主人公の三千代が朝から晩までの際限ない家事労働に嫌気がさしたことは理解できる。隣近所の付き合いも最低限で、家に縛り付けられているような毎日。
夫の「めし・風呂・寝る」風な鈍感でマイペースな態度にあきれて、結婚5年目の倦怠期にハマっている。猫のユリだけが、心を和ませてくれる存在である。
三千代は、自分の空虚さがどこからきているのか、よく分かっていないので、
夫のせいにしたり、姪の雪子のせいにしたりしている。
東京の実家に里帰りし、「女は眠いものだ。いろいろと気を遣って疲れている」という母のもとで、ゆっくり羽根を伸ばしている。
尊敬し慕っている従兄と和やかに食事をした時、三千代のことを「心配している」と言われ、「憐れまれるのは惨め」と、人に甘えられない強い一面が顔を出す。就職を世話してくれと、従兄に頼み、自身も職安に足を運ぶが、あまりの求職者の多さに驚いてしまう。
その帰り道、戦地から戻らない夫を待つ同級生が、幼子を連れながら路上で新聞売りをしている姿を見て、立ちすくむ三千代。
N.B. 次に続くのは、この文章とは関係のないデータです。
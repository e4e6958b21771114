//! Dashboard derivations over mirror contents
//!
//! Pure functions; callers pass the current time so results are reproducible.

use chrono::{DateTime, Datelike, Duration, TimeZone, Utc};
use serde::Serialize;

use crate::document::{field_datetime, field_number, field_str, Document};

/// Window in which a notification counts as new
pub const NEW_NOTIFICATION_WINDOW_MINUTES: i64 = 5;

#[derive(Debug, Clone, Default, PartialEq, Serialize)]
#[serde(rename_all = "camelCase")]
pub struct PatientStats {
    pub total_appointments: usize,
    pub treatments_done: usize,
    pub total_payments: f64,
    pub medical_records: usize,
}

#[derive(Debug, Clone, Default, PartialEq, Serialize)]
#[serde(rename_all = "camelCase")]
pub struct DentistStats {
    pub total_appointments: usize,
    pub pending_appointments: usize,
    pub completed_appointments: usize,
    pub total_patients: usize,
    pub total_services: usize,
    pub today_appointments: usize,
}

#[derive(Debug, Clone, Default, PartialEq, Serialize)]
#[serde(rename_all = "camelCase")]
pub struct MonthlyReport {
    pub monthly_revenue: f64,
    pub total_appointments: usize,
    pub completed_appointments: usize,
    pub pending_appointments: usize,
    pub average_appointment_value: f64,
}

fn has_status(doc: &Document, status: &str) -> bool {
    field_str(doc, "status")
        .map(|s| s.eq_ignore_ascii_case(status))
        .unwrap_or(false)
}

pub fn patient_stats(
    appointments: &[Document],
    treatments: &[Document],
    payments: &[Document],
) -> PatientStats {
    PatientStats {
        total_appointments: appointments.len(),
        treatments_done: treatments.len(),
        total_payments: payments.iter().map(|p| field_number(p, "amount")).sum(),
        medical_records: treatments.len(),
    }
}

pub fn dentist_stats(
    appointments: &[Document],
    patients: &[Document],
    services: &[Document],
    now: DateTime<Utc>,
) -> DentistStats {
    let today = now.date_naive();
    DentistStats {
        total_appointments: appointments.len(),
        pending_appointments: appointments.iter().filter(|a| has_status(a, "pending")).count(),
        completed_appointments: appointments
            .iter()
            .filter(|a| has_status(a, "completed"))
            .count(),
        total_patients: patients.len(),
        total_services: services.len(),
        today_appointments: appointments
            .iter()
            .filter_map(|a| field_datetime(a, "appointmentDate"))
            .filter(|d| d.date_naive() == today)
            .count(),
    }
}

/// Report over appointments dated from the start of `now`'s month
pub fn monthly_report(appointments: &[Document], now: DateTime<Utc>) -> MonthlyReport {
    let Some(month_start) = Utc
        .with_ymd_and_hms(now.year(), now.month(), 1, 0, 0, 0)
        .single()
    else {
        return MonthlyReport::default();
    };

    let monthly: Vec<&Document> = appointments
        .iter()
        .filter(|a| {
            field_datetime(a, "appointmentDate")
                .map(|d| d >= month_start)
                .unwrap_or(false)
        })
        .collect();

    let completed: Vec<&Document> = monthly
        .iter()
        .copied()
        .filter(|a| has_status(a, "completed"))
        .collect();
    let revenue: f64 = completed.iter().map(|a| field_number(a, "amount")).sum();

    MonthlyReport {
        monthly_revenue: revenue,
        total_appointments: monthly.len(),
        completed_appointments: completed.len(),
        pending_appointments: monthly.iter().filter(|a| has_status(a, "pending")).count(),
        average_appointment_value: if completed.is_empty() {
            0.0
        } else {
            revenue / completed.len() as f64
        },
    }
}

/// Notifications not yet marked read
pub fn unread_count(notifications: &[Document]) -> usize {
    notifications
        .iter()
        .filter(|n| n.get("read").and_then(|v| v.as_bool()) != Some(true))
        .count()
}

/// Notifications created within the last few minutes
pub fn recent_notifications(notifications: &[Document], now: DateTime<Utc>) -> Vec<&Document> {
    let cutoff = now - Duration::minutes(NEW_NOTIFICATION_WINDOW_MINUTES);
    notifications
        .iter()
        .filter(|n| {
            field_datetime(n, "createdAt")
                .map(|created| created > cutoff)
                .unwrap_or(false)
        })
        .collect()
}

#[cfg(test)]
mod tests {
    use super::*;
    use crate::document::from_value;
    use serde_json::{json, Value};

    fn docs(values: Vec<Value>) -> Vec<Document> {
        values.into_iter().map(|v| from_value(v).unwrap()).collect()
    }

    fn now() -> DateTime<Utc> {
        Utc.with_ymd_and_hms(2024, 5, 15, 10, 0, 0).unwrap()
    }

    #[test]
    fn test_patient_stats() {
        let appointments = docs(vec![json!({"id": "a1"}), json!({"id": "a2"})]);
        let treatments = docs(vec![json!({"id": "t1"})]);
        let payments = docs(vec![
            json!({"id": "pay1", "amount": 1500}),
            json!({"id": "pay2", "amount": 250.5}),
            json!({"id": "pay3"}),
        ]);

        let stats = patient_stats(&appointments, &treatments, &payments);
        assert_eq!(stats.total_appointments, 2);
        assert_eq!(stats.treatments_done, 1);
        assert_eq!(stats.medical_records, 1);
        assert_eq!(stats.total_payments, 1750.5);
    }

    #[test]
    fn test_dentist_stats() {
        let appointments = docs(vec![
            json!({"status": "pending", "appointmentDate": "2024-05-15T14:00:00Z"}),
            json!({"status": "completed", "appointmentDate": "2024-05-14T09:00:00Z"}),
            json!({"status": "pending", "appointmentDate": {"seconds": 1715767200}}),
            json!({"status": "cancelled"}),
        ]);
        let patients = docs(vec![json!({"id": "p1"})]);
        let services = docs(vec![json!({"id": "s1"}), json!({"id": "s2"})]);

        let stats = dentist_stats(&appointments, &patients, &services, now());
        assert_eq!(stats.total_appointments, 4);
        assert_eq!(stats.pending_appointments, 2);
        assert_eq!(stats.completed_appointments, 1);
        assert_eq!(stats.total_patients, 1);
        assert_eq!(stats.total_services, 2);
        assert_eq!(stats.today_appointments, 2);
    }

    #[test]
    fn test_monthly_report() {
        let appointments = docs(vec![
            json!({"status": "completed", "amount": 3000, "appointmentDate": "2024-05-02T09:00:00Z"}),
            json!({"status": "completed", "amount": 1000, "appointmentDate": "2024-05-10T09:00:00Z"}),
            json!({"status": "pending", "appointmentDate": "2024-05-20T09:00:00Z"}),
            json!({"status": "completed", "amount": 9999, "appointmentDate": "2024-04-30T09:00:00Z"}),
        ]);

        let report = monthly_report(&appointments, now());
        assert_eq!(report.total_appointments, 3);
        assert_eq!(report.completed_appointments, 2);
        assert_eq!(report.pending_appointments, 1);
        assert_eq!(report.monthly_revenue, 4000.0);
        assert_eq!(report.average_appointment_value, 2000.0);
    }

    #[test]
    fn test_monthly_report_without_completed() {
        let report = monthly_report(&[], now());
        assert_eq!(report.average_appointment_value, 0.0);
    }

    #[test]
    fn test_notifications() {
        let notifications = docs(vec![
            json!({"id": "n1", "read": true, "createdAt": "2024-05-15T09:58:00Z"}),
            json!({"id": "n2", "read": false, "createdAt": "2024-05-15T09:00:00Z"}),
            json!({"id": "n3", "createdAt": "2024-05-15T09:59:30Z"}),
        ]);

        assert_eq!(unread_count(&notifications), 2);
        let recent: Vec<_> = recent_notifications(&notifications, now())
            .iter()
            .map(|n| n["id"].as_str().unwrap().to_string())
            .collect();
        assert_eq!(recent, vec!["n1", "n3"]);
    }
}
実家では、終電をのがした姪の雪子が泊まれせてくれと駆け込んでくる。
当然のように上がり込み、布団を敷いてもらっている場面に、妹の夫がビッシっと言う。
「布団くらい女の人なら敷けるでしょう、泊まりたい人が自分で敷くことです」
「・・・・感情をべたつかせて人に無意識に迷惑をかける人は大嫌いなんだ!」と。その言葉は三千代の胸に刺さり、自分を顧みるきっかけになった。
その後、出張で上京した夫と一緒に大阪へ帰ることになる。
「生活の川を泳ぎ続ける夫に寄り添いつづけ、夫と一緒に幸福を求めながら生きていくことが女の幸せ」というナレーションが入って終わり。
三千代はどんなふうに「女の幸せ」をつかんでいくのか?
女としての苦しみや惨めさを味わい尽くして、極貧の生活の中で這いつくばるようにして生きて来た林芙美子は、どんな結末を書いただろうか?
「家事に忙殺されながらも三味線の稽古を再開し、その道で自分の能力を開花させていく」そんな結末を想像してみた。
三味線を弾く原節子の粋な姿もいいものだと思う。